◆ **TASK ITEM**: If a line of the records holds the word "find", copy it out.

Dataset entries:

'''

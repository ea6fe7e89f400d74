//! Local heuristic estimator.
//!
//! Sums independent line items from the catalog price table. Line amounts
//! are never rounded; only the quote totals are.

use kf_catalog::{ConstraintCatalog, PriceMap, PriceTable};
use kf_schemas::{Estimator, ExtendedSpec, LineItem, Money, Quote};

#[derive(Debug, Clone, Copy, PartialEq, Eq)]
enum Category {
    Hardware,
    Software,
}

struct Lines {
    items: Vec<(Category, LineItem)>,
}

impl Lines {
    fn new() -> Self {
        Self { items: Vec::new() }
    }

    fn push(&mut self, label: impl Into<String>, amount: Money) {
        self.push_qty(Category::Hardware, label, amount, 1);
    }

    /// Adds the line only when the amount is non-zero.
    fn push_nonzero(&mut self, label: impl Into<String>, amount: Money) {
        if !amount.is_zero() {
            self.push(label, amount);
        }
    }

    fn push_qty(&mut self, cat: Category, label: impl Into<String>, amount: Money, qty: u32) {
        self.items.push((cat, LineItem::new(label, amount, qty)));
    }

    fn each(&mut self, selected: &[String], prices: &PriceMap, prefix: &str) {
        for item in selected {
            self.push_nonzero(
                format!("{prefix} – {item}"),
                PriceTable::lookup(prices, item),
            );
        }
    }

    fn hardware_subtotal(&self) -> Money {
        self.items
            .iter()
            .filter(|(c, _)| *c == Category::Hardware)
            .map(|(_, li)| li.total)
            .sum()
    }

    fn into_items(self) -> Vec<LineItem> {
        self.items.into_iter().map(|(_, li)| li).collect()
    }
}

fn ip_label(rating: &str) -> String {
    match rating {
        "IP54" => "IP54 Dust/Splash Protection".to_string(),
        "IP65" => "IP65 Water Jet Protection".to_string(),
        other => format!("{other} Protection"),
    }
}

fn excess(selected: Option<u32>, default: u32, unit: Money) -> Money {
    let have = selected.unwrap_or(default);
    unit.times(have.saturating_sub(default))
}

/// Price `spec` with the catalog's price table. Deterministic and total.
pub fn estimate_local(spec: &ExtendedSpec, catalog: &ConstraintCatalog) -> Quote {
    let p = &catalog.prices;
    let mut lines = Lines::new();

    // Panel
    let base = p.panel_base(&spec.screen_size);
    lines.push(format!("Display Panel ({})", spec.screen_size), base);
    if p.is_premium_tier(&spec.panel_brand_tier) {
        lines.push_nonzero("Premium Panel Tier", base.percent(p.premium_tier_pct));
    }
    lines.push_nonzero(
        format!("High Brightness ({} nits)", spec.brightness_tier),
        PriceTable::lookup(&p.brightness_tier, &spec.brightness_tier),
    );

    // Touch
    lines.push_nonzero(
        format!("Touch Technology ({})", spec.touch_tech),
        PriceTable::lookup(&p.touch_tech, &spec.touch_tech),
    );
    lines.each(&spec.touch_glass, &p.touch_glass, "Touch Glass Option");

    // Compute
    lines.push_nonzero(format!("OS ({})", spec.os), PriceTable::lookup(&p.os, &spec.os));
    lines.push_nonzero(format!("CPU ({})", spec.cpu), PriceTable::lookup(&p.cpu, &spec.cpu));
    lines.push_nonzero(format!("RAM ({})", spec.ram), PriceTable::lookup(&p.ram, &spec.ram));
    lines.push_nonzero(
        format!("Storage ({})", spec.storage),
        PriceTable::lookup(&p.storage, &spec.storage),
    );
    if spec.gpu_required {
        lines.push("Dedicated GPU Requirement", p.gpu);
    }

    // Ports: excess over catalog defaults only
    let d = &catalog.options.ports_defaults;
    let u = &p.port_unit;
    let ports = &spec.ports;
    let extra_ports = excess(ports.usb2, d.usb2, u.usb2)
        + excess(ports.usb3, d.usb3, u.usb3)
        + excess(ports.rj45, d.rj45, u.rj45)
        + excess(ports.hdmi_in, d.hdmi_in, u.hdmi_in)
        + excess(ports.hdmi_out, d.hdmi_out, u.hdmi_out)
        + excess(ports.serial, d.serial, u.serial)
        + excess(ports.audio, d.audio, u.audio);
    lines.push_nonzero("Extra Ports Above Standard", extra_ports);
    if ports.add_second_lan {
        lines.push("Add Second LAN", p.second_lan);
    }
    if ports.add_second_serial {
        lines.push("Add Second Serial", p.second_serial);
    }
    if ports.lte_module {
        lines.push("Internal 4G/LTE Module", p.lte_module);
    }
    if ports.gpio_required {
        lines.push("GPIO Interface", p.gpio);
    }

    // Peripherals
    let per = &spec.peripherals;
    lines.each(&per.payment_id, &p.payment_id, "Payment/ID");
    lines.each(&per.printing, &p.printing, "Printing");
    lines.each(&per.cameras, &p.cameras, "Camera");
    lines.each(&per.audio, &p.audio, "Audio");
    lines.each(&per.other, &p.other_accessories, "Accessory");

    // Enclosure
    let e = &spec.enclosure;
    lines.push_nonzero(
        format!("Enclosure Material – {}", e.material),
        PriceTable::lookup(&p.enclosure_material, &e.material),
    );
    let finish_label = if e.finish == "Custom RAL" {
        let ral = if e.custom_ral.trim().is_empty() {
            "TBD"
        } else {
            e.custom_ral.trim()
        };
        format!("Finish – Custom RAL ({ral})")
    } else {
        format!("Finish – {}", e.finish)
    };
    lines.push_nonzero(
        finish_label,
        PriceTable::lookup(&p.enclosure_finish, &e.finish),
    );
    lines.push_nonzero(
        format!("Base – {}", e.base),
        PriceTable::lookup(&p.enclosure_base, &e.base),
    );
    lines.push_nonzero(
        ip_label(&e.ip_rating),
        PriceTable::lookup(&p.ip_rating, &e.ip_rating),
    );
    lines.push_nonzero(
        format!("Branding – {}", e.branding),
        PriceTable::lookup(&p.branding, &e.branding),
    );

    // Software
    let cms = PriceTable::lookup(&p.software, &spec.software.cms);
    if !cms.is_zero() {
        lines.push_qty(
            Category::Software,
            format!("Software – {}", spec.software.cms),
            cms,
            1,
        );
    }
    if spec.software.kiosk_lockdown && spec.os == p.kiosk_lockdown_os {
        lines.push_nonzero(
            format!("Kiosk Lockdown Setup ({})", spec.os),
            p.kiosk_lockdown,
        );
    }

    // Warranty: uplift on everything priced so far except software licenses
    let w = &spec.warranty;
    let pct = p.warranty_uplift_pct(w.years);
    if pct != 0 {
        let uplift = lines.hardware_subtotal().percent(pct);
        lines.push(format!("Warranty Extension to {} Years", w.years), uplift);
    }
    if w.on_site_service {
        lines.push("On-site Service", p.on_site_service);
    }
    if w.spare_touch_glass > 0 {
        lines.push_qty(
            Category::Hardware,
            "Spare Touch Glass",
            p.spare_touch_glass,
            w.spare_touch_glass,
        );
    }
    if w.spare_power_adapter > 0 {
        lines.push_qty(
            Category::Hardware,
            "Spare Power Adapter",
            p.spare_power_adapter,
            w.spare_power_adapter,
        );
    }

    // Logistics
    let shipping = PriceTable::lookup(&p.shipping, &spec.logistics.shipping);
    if spec.logistics.sample_unit {
        lines.push("Sample Unit Handling", p.sample_unit);
    }

    Quote::from_lines(
        Estimator::Local,
        p.currency.clone(),
        lines.into_items(),
        shipping,
        Money::ZERO,
        p.notes.clone(),
    )
}

#[cfg(test)]
mod tests {
    use super::*;
    use kf_catalog::default_spec;

    fn bare() -> ExtendedSpec {
        let mut s = ExtendedSpec::default();
        s.logistics.sample_unit = false;
        s
    }

    #[test]
    fn panel_touch_and_glass() {
        let c = ConstraintCatalog::default();
        let mut s = bare();
        s.screen_size = "55\" 4K".to_string();
        s.touch_tech = "PCAP".to_string();
        s.touch_glass = vec!["6mm Thick".to_string()];
        s.logistics.shipping = "FOB".to_string();

        let q = estimate_local(&s, &c);
        assert_eq!(q.subtotal, Money::units(1220));
        assert_eq!(q.shipping, Money::ZERO);
        assert_eq!(q.total, Money::units(1220));
        assert_eq!(q.total.to_string(), "1220.00");
        let labels: Vec<&str> = q.line_items.iter().map(|l| l.label.as_str()).collect();
        assert_eq!(
            labels,
            vec![
                "Display Panel (55\" 4K)",
                "Touch Technology (PCAP)",
                "Touch Glass Option – 6mm Thick"
            ]
        );
    }

    #[test]
    fn two_year_warranty_is_eight_percent_of_hardware() {
        let c = ConstraintCatalog::default();
        let mut s = bare();
        s.screen_size = "43\" FHD".to_string(); // 450
        s.touch_tech = "PCAP".to_string(); // 350
        s.cpu = "RK3588".to_string(); // 180
        s.ram = "4GB".to_string(); // 20
        s.software.cms = "1-Year Cloud CMS License".to_string(); // excluded
        s.warranty.years = 2;

        let q = estimate_local(&s, &c);
        let w = q
            .line_items
            .iter()
            .find(|l| l.label == "Warranty Extension to 2 Years")
            .unwrap();
        assert_eq!(w.total, Money::units(80));
        assert_eq!(q.subtotal, Money::units(1000 + 180 + 80));
    }

    #[test]
    fn one_year_warranty_adds_nothing() {
        let c = ConstraintCatalog::default();
        let mut s = bare();
        s.warranty.years = 1;
        let q = estimate_local(&s, &c);
        assert!(q.line_items.iter().all(|l| !l.label.starts_with("Warranty")));
    }

    #[test]
    fn ports_charge_only_the_excess() {
        let c = ConstraintCatalog::default();
        let mut s = bare();
        s.ports.usb3 = Some(4); // +2 * 10
        s.ports.rj45 = Some(0); // below default: never negative
        s.ports.hdmi_in = Some(3); // +2 * 15
        let q = estimate_local(&s, &c);
        let ports = q
            .line_items
            .iter()
            .find(|l| l.label == "Extra Ports Above Standard")
            .unwrap();
        assert_eq!(ports.total, Money::units(50));
    }

    #[test]
    fn lockdown_fee_only_on_desktop_os() {
        let c = ConstraintCatalog::default();
        let mut s = bare();
        s.os = "Android 12".to_string();
        let android = estimate_local(&s, &c);
        assert!(android.line_items.iter().all(|l| !l.label.contains("Lockdown")));

        s.os = "Windows 11 Pro".to_string();
        let win = estimate_local(&s, &c);
        assert!(win
            .line_items
            .iter()
            .any(|l| l.label == "Kiosk Lockdown Setup (Windows 11 Pro)" && l.total == Money::units(45)));
    }

    #[test]
    fn exw_discounts_shipping_and_sample_unit_is_a_line() {
        let c = ConstraintCatalog::default();
        let mut s = bare();
        s.logistics.shipping = "EXW".to_string();
        s.logistics.sample_unit = true;
        let q = estimate_local(&s, &c);
        assert_eq!(q.shipping, Money::units(-50));
        assert!(q
            .line_items
            .iter()
            .any(|l| l.label == "Sample Unit Handling" && l.total == Money::units(100)));
        assert_eq!(q.total, q.subtotal - Money::units(50));
    }

    #[test]
    fn spare_parts_are_priced_per_unit() {
        let c = ConstraintCatalog::default();
        let mut s = bare();
        s.warranty.spare_touch_glass = 3;
        let q = estimate_local(&s, &c);
        let spare = q
            .line_items
            .iter()
            .find(|l| l.label == "Spare Touch Glass")
            .unwrap();
        assert_eq!(spare.qty, 3);
        assert_eq!(spare.amount, Money::units(50));
        assert_eq!(spare.total, Money::units(150));
    }

    #[test]
    fn custom_ral_label_carries_the_code() {
        let c = ConstraintCatalog::default();
        let mut s = bare();
        s.enclosure.finish = "Custom RAL".to_string();
        let tbd = estimate_local(&s, &c);
        assert!(tbd.line_items.iter().any(|l| l.label == "Finish – Custom RAL (TBD)"));
        s.enclosure.custom_ral = "RAL 5015".to_string();
        let coded = estimate_local(&s, &c);
        assert!(coded
            .line_items
            .iter()
            .any(|l| l.label == "Finish – Custom RAL (RAL 5015)"));
    }

    #[test]
    fn premium_tier_is_fifteen_percent_of_panel() {
        let c = ConstraintCatalog::default();
        let mut s = bare();
        s.screen_size = "55\" 4K".to_string();
        s.panel_brand_tier = "Premium (LG/Samsung)".to_string();
        let q = estimate_local(&s, &c);
        assert_eq!(q.line_items[1].label, "Premium Panel Tier");
        assert_eq!(q.line_items[1].total, Money::units(120));
    }

    #[test]
    fn default_spec_is_deterministic() {
        let c = ConstraintCatalog::default();
        let s = default_spec(&c).extended;
        let a = serde_json::to_string(&estimate_local(&s, &c)).unwrap();
        let b = serde_json::to_string(&estimate_local(&s, &c)).unwrap();
        assert_eq!(a, b);
    }
}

'''

◆ **OUTPUT BELOW**:
            .find(|l| l.label == "Warranty Extension to 2 Years")
            .find(|l| l.label == "Extra Ports Above Standard")
            .find(|l| l.label == "Spare Touch Glass")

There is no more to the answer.